Juventud Rebelde - Diario de la Juventud Cubana

La estrella que nos mira siempre

Autor:

Osviel Castro Medel

He contado la historia otras veces y no me cansaré de repetirla: en plena juventud entré al quirófano para realizarme una operación sencilla, pero después del bisturí en el cuerpo fui atacado por un miedo inexplicable y sentí morir.

En ese presumible momento conclusivo mi mente viajó enseguida a la mujer que, fustigada por un sinnúmero de angustias, aguardaba en el salón de espera. Era mi madre.

Resultó la primera vez en que entendí que esa criatura incomparable nos acompaña siempre: desde el primer suspiro hasta el último, desde el balbuceo inicial hasta el viaje postrero.

Ese día comprendí de manera definitiva la verdad que había escuchado veces tantas: una madre es eterna. Es la estrella silenciosa que todos buscamos cuando las agujas de nuestro reloj se dislocan, cuando sobreviene un peligro fantasmal o real, cuando la mismísima fortuna nos guiña en el camino.

Desde entonces he vivido pensando que los seres humanos solo llegamos a tomar conciencia del mérito colosal de una madre después de que el calendario ha soltado numerosas hojas en nuestras espaldas. Que deberíamos aquilatar sus hazañas antes de que nuestras anatomías terminen de crecer.

Si ahora mismo, en plena madurez, nos lanzaran el reto de definir una madre probablemente nos quedáramos con el adjetivo corto o tímido. No alcanzaríamos a explicar cómo una madre puede convertir un beso en gloria, un regaño en remedio, una palabra en bálsamo.

No sabríamos describir cómo es capaz de apaciguar una fiebre con una llovizna salida de su mano, de hacernos temblar en una despedida, de mostrarnos la mayor grandeza en su sencillez.

Todo hijo justo debería hincarse en la piedra del arrepentimiento por haberle causado sufrimientos a una madre. Debería sentir ardor en su rostro si ve bajar de los ojos de ella una lágrima o una nube de tristeza.

Este domingo cabalga en estas letras, sin pretenderlo, José Martí, quien sentenció que «los brazos de las madres son cestos floridos». En ese galopar no es difícil deducir por qué se dolía tanto de haberle causado congojas a su amadísima Leonor.

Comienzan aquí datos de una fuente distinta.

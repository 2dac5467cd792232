pub mod model;
pub mod settings;
pub mod stats;

pub use model::{string_name, Note, ParseNoteError, PitchClass, Position, FRET_COUNT, STRING_COUNT};
pub use settings::{validate_settings, Dimension, ParseDimensionError, SettingsRecord};
pub use stats::{validate_stats, FretRow, NoteRow, StatsRecord, StatsSummary, Tally};

/// A record recovered from storage, plus the fields that had to be defaulted.
#[derive(Debug, Clone, PartialEq)]
pub struct Validated<T> {
    pub record: T,
    pub defaulted: Vec<String>,
}

impl<T> Validated<T> {
    pub fn new(record: T) -> Self {
        Self {
            record,
            defaulted: Vec::new(),
        }
    }

    pub fn is_clean(&self) -> bool {
        self.defaulted.is_empty()
    }
}

/// `round(correct / total * 100)`, or 0 with no attempts.
pub fn accuracy_percent(correct: u32, total: u32) -> u32 {
    if total == 0 {
        return 0;
    }
    (correct as f64 / total as f64 * 100.0).round() as u32
}
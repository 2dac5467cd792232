//! Quiz core for the fretboard note trainer: pitch lookup, persisted
//! stats/settings stores and the round state machine. Contains no
//! presentation code; adapters drive it through `RoundController`
//! and the stores.

pub mod gameplay;
pub mod input;
pub mod pitch;
pub mod storage;
pub mod time;

pub use fretboard_data as data;
use fretboard_data::{validate_settings, Dimension, SettingsRecord};
use tracing::{debug, warn};

use super::{Storage, StorageError, SETTINGS_KEY};

/// Loads and writes through the persisted `SettingsRecord`.
///
/// The mutators apply the change to `record` and persist it; a rejected
/// change (disabling the last enabled entry, out-of-range index) returns
/// `false` and writes nothing.
#[derive(Debug, Clone)]
pub struct SettingsStore<S> {
    storage: S,
}

impl<S: Storage> SettingsStore<S> {
    pub fn new(storage: S) -> Self {
        Self { storage }
    }

    pub fn load(&self) -> SettingsRecord {
        let raw = match self.storage.get(SETTINGS_KEY) {
            Ok(Some(raw)) => raw,
            Ok(None) => return SettingsRecord::default(),
            Err(e) => {
                warn!(error = %e, "settings read failed, using defaults");
                return SettingsRecord::default();
            }
        };

        let validated = validate_settings(&raw);
        if !validated.is_clean() {
            warn!(fields = ?validated.defaulted, "settings record partially defaulted");
        }
        validated.record
    }

    pub fn save(&self, record: &SettingsRecord) {
        if let Err(e) = self.try_save(record) {
            warn!(error = %e, "settings write failed, keeping in-memory record");
        }
    }

    fn try_save(&self, record: &SettingsRecord) -> Result<(), StorageError> {
        let json = serde_json::to_string(record).map_err(|source| StorageError::Serialize {
            key: SETTINGS_KEY.to_string(),
            source,
        })?;
        self.storage.set(SETTINGS_KEY, &json)
    }

    pub fn set_fret(&self, record: &mut SettingsRecord, index: usize, enabled: bool) -> bool {
        self.apply(record, |r| r.set_fret(index, enabled))
    }

    pub fn set_string(&self, record: &mut SettingsRecord, index: usize, enabled: bool) -> bool {
        self.apply(record, |r| r.set_string(index, enabled))
    }

    pub fn select_all(&self, record: &mut SettingsRecord, dimension: Dimension) {
        self.apply(record, |r| {
            r.select_all(dimension);
            true
        });
    }

    pub fn select_none(&self, record: &mut SettingsRecord, dimension: Dimension) {
        self.apply(record, |r| {
            r.select_none(dimension);
            true
        });
    }

    fn apply(
        &self,
        record: &mut SettingsRecord,
        change: impl FnOnce(&mut SettingsRecord) -> bool,
    ) -> bool {
        if !change(record) {
            debug!("settings change rejected");
            return false;
        }
        self.save(record);
        true
    }
}
pub mod round;

pub use round::{
    GuessResult, RoundController, RoundError, RoundEvent, RoundPhase, RoundState,
    SessionCounters, AUTO_ADVANCE_DELAY_MS,
};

A ella escribió la primera carta, cuando apenas tenía nueve años. A ella envió, desde la prisión temprana, la foto estremecedora, en la cual le pedía al dorso: «…por tu amor no llores/ Si esclavo de mi edad y mis doctrinas/ Tu mártir corazón llené de espinas…». A ella dedicó una de las últimas epístolas en vísperas de su viaje definitivo a esta tierra.

Este domingo reparamos en que absolutamente nadie se atrevería a apretujar una madre en un poema, en una dedicatoria, una de las postales de otro tiempo. Reparamos en las palabras sentidas del Apóstol o en la sentencia de una madre no cabe siquiera en un planeta. A ella y a su luz volveremos una y otra vez, en la victoria o el fracaso, en la adversidad o el laurel… ¡siempre!